Medved shouldn't forget the federal government bankrolled the massive effort to rewrite software that had potential Y2K problems.I'm going to label that 'a load'.It was due to a massive influx of money, that Y2K was rendered harmless. If the government hadn't spent that money, the global corporations would have had to do it.
99.9999999% of the 'concern' with a so-called 'date' in any of the EMBEDDED applications DID NOT EXIST. Timing in those applications exists solely to click off seconds (or milliseconds or microseconds) to implement proportional/deriviative feedback loops or control the sequencing of a process; EVEN those higher-level apps that you might cite already had addressed the date issue on account of the need to make forecasting (you know, time and date into the future) functions in those apps work correctly ...
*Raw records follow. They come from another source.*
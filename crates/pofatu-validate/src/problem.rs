//! Validation problems and where they are sent.

use std::fmt;

use serde::Serialize;
use tracing::warn;

/// Kind of a non-fatal validation problem.
#[derive(Debug, Clone, Copy, PartialEq, Eq, PartialOrd, Ord, Hash, Serialize)]
pub enum ProblemKind {
    /// Reference id absent from the bibliography.
    MissingReference,
    /// Contribution id absent from the bibliography.
    MissingContribution,
    /// Sample, artefact or site citation key absent from the bibliography.
    MissingCitation,
    /// Measurement without a resolved method.
    MissingMethod,
}

impl ProblemKind {
    pub fn label(&self) -> &'static str {
        match self {
            Self::MissingReference => "missing reference",
            Self::MissingContribution => "missing contribution",
            Self::MissingCitation => "missing citation",
            Self::MissingMethod => "missing method",
        }
    }
}

impl fmt::Display for ProblemKind {
    fn fmt(&self, f: &mut fmt::Formatter<'_>) -> fmt::Result {
        f.write_str(self.label())
    }
}

/// One non-fatal validation finding.
#[derive(Debug, Clone, PartialEq, Eq, Serialize)]
pub struct Problem {
    pub kind: ProblemKind,
    /// Id of the offending entity.
    pub subject: String,
    pub message: String,
}

impl Problem {
    pub fn new(kind: ProblemKind, subject: impl Into<String>, message: impl Into<String>) -> Self {
        Self {
            kind,
            subject: subject.into(),
            message: message.into(),
        }
    }
}

impl fmt::Display for Problem {
    fn fmt(&self, f: &mut fmt::Formatter<'_>) -> fmt::Result {
        write!(f, "{} ({}): {}", self.kind, self.subject, self.message)
    }
}

/// Receives problems as the validator finds them.
pub trait ProblemSink {
    fn report(&mut self, problem: Problem);
}

/// Logs every problem as a warning.
#[derive(Debug, Default, Clone, Copy)]
pub struct TracingSink;

impl ProblemSink for TracingSink {
    fn report(&mut self, problem: Problem) {
        warn!(
            kind = %problem.kind,
            subject = %problem.subject,
            "{}",
            problem.message
        );
    }
}

/// Keeps every problem in memory.
#[derive(Debug, Default, Clone)]
pub struct CollectingSink {
    problems: Vec<Problem>,
}

impl CollectingSink {
    pub fn new() -> Self {
        Self::default()
    }

    pub fn problems(&self) -> &[Problem] {
        &self.problems
    }

    pub fn into_problems(self) -> Vec<Problem> {
        self.problems
    }

    /// Number of problems of `kind`.
    pub fn count(&self, kind: ProblemKind) -> usize {
        self.problems
            .iter()
            .filter(|problem| problem.kind == kind)
            .count()
    }
}

impl ProblemSink for CollectingSink {
    fn report(&mut self, problem: Problem) {
        self.problems.push(problem);
    }
}

#[cfg(test)]
mod tests {
    use super::*;

    #[test]
    fn test_problem_display() {
        let problem = Problem::new(
            ProblemKind::MissingReference,
            "Hunt-1988-JPS",
            "reference not in bibliography",
        );
        assert_eq!(
            problem.to_string(),
            "missing reference (Hunt-1988-JPS): reference not in bibliography"
        );
    }

    #[test]
    fn test_collecting_sink_counts_by_kind() {
        let mut sink = CollectingSink::new();
        sink.report(Problem::new(ProblemKind::MissingMethod, "S1-M1", "x"));
        sink.report(Problem::new(ProblemKind::MissingCitation, "S1", "y"));
        sink.report(Problem::new(ProblemKind::MissingMethod, "S2-M1", "z"));
        assert_eq!(sink.count(ProblemKind::MissingMethod), 2);
        assert_eq!(sink.problems().len(), 3);
    }
}
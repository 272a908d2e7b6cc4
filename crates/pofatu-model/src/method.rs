use std::fmt;

use serde::Serialize;

use pofatu_common::slug;

/// Key of a method: the method code together with the measured parameter.
#[derive(Debug, Clone, PartialEq, Eq, PartialOrd, Ord, Hash, Serialize)]
pub struct MethodKey {
    pub code: String,
    pub parameter: String,
}

impl MethodKey {
    pub fn new(code: impl Into<String>, parameter: impl Into<String>) -> Self {
        Self {
            code: code.into(),
            parameter: parameter.into(),
        }
    }
}

impl fmt::Display for MethodKey {
    fn fmt(&self, f: &mut fmt::Formatter<'_>) -> fmt::Result {
        write!(f, "{} {}", self.code, self.parameter)
    }
}

/// A calibration or reference-material record attached to a method.
#[derive(Debug, Clone, Default, PartialEq, Eq, Serialize)]
pub struct MethodReference {
    pub sample_name: Option<String>,
    pub sample_measured_value: Option<String>,
    pub uncertainty: Option<String>,
    pub uncertainty_unit: Option<String>,
    pub number_of_measurements: Option<String>,
}

impl MethodReference {
    pub fn is_empty(&self) -> bool {
        self == &MethodReference::default()
    }
}

/// An analytical technique, instrument and laboratory used for one parameter.
#[derive(Debug, Clone, PartialEq, Eq, Serialize)]
pub struct Method {
    pub code: String,
    pub parameter: String,
    pub technique: Option<String>,
    pub instrument: Option<String>,
    pub laboratory: Option<String>,
    pub analyst: Option<String>,
    pub date: Option<String>,
    pub comment: Option<String>,
    pub detection_limit: Option<String>,
    pub detection_limit_unit: Option<String>,
    pub total_procedural_blank: Option<String>,
    pub total_procedural_blank_unit: Option<String>,
    pub references: Vec<MethodReference>,
}

impl Method {
    pub fn key(&self) -> MethodKey {
        MethodKey::new(&self.code, &self.parameter)
    }

    pub fn id(&self) -> String {
        format!(
            "{}_{}",
            slug(&self.code, true),
            slug(&self.parameter, true)
        )
    }

    pub fn label(&self) -> String {
        format!("{} {}", self.code, self.parameter)
    }
}

/// First word of a parameter name: `SiO2 [wt%]` → `SiO2`.
pub fn parameter_head_word(parameter: &str) -> &str {
    parameter.split_whitespace().next().unwrap_or_default()
}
The discussion that prompted the funding comment was due to me relating my 30+ years experience on variuos mainframe applications and what happen worldwide during the late 1990s.
A large amount of mainframe code, especially in COBOL, in both private and government evolved over the decades, some from the early 1970s. Punch cards were still in common use; core and mass storage were limited. Every byte counted.
We were all aware (from time to time) that one day our DDDYY and MMDDYY dates in all government and corporate mainframe applications were going to "byte" us.
But there was never the will or money to fix the problem before its time. I don't recall but I bet 500 million dollars worldwide was spent -- the largest portion actually needed to fix the problem.
In fact, the inexpensive and good job done by Indian programmers help build their appeal that's paid off handsomely for them. Of course, scanning code and actually developing systems are dissimilar, kinda.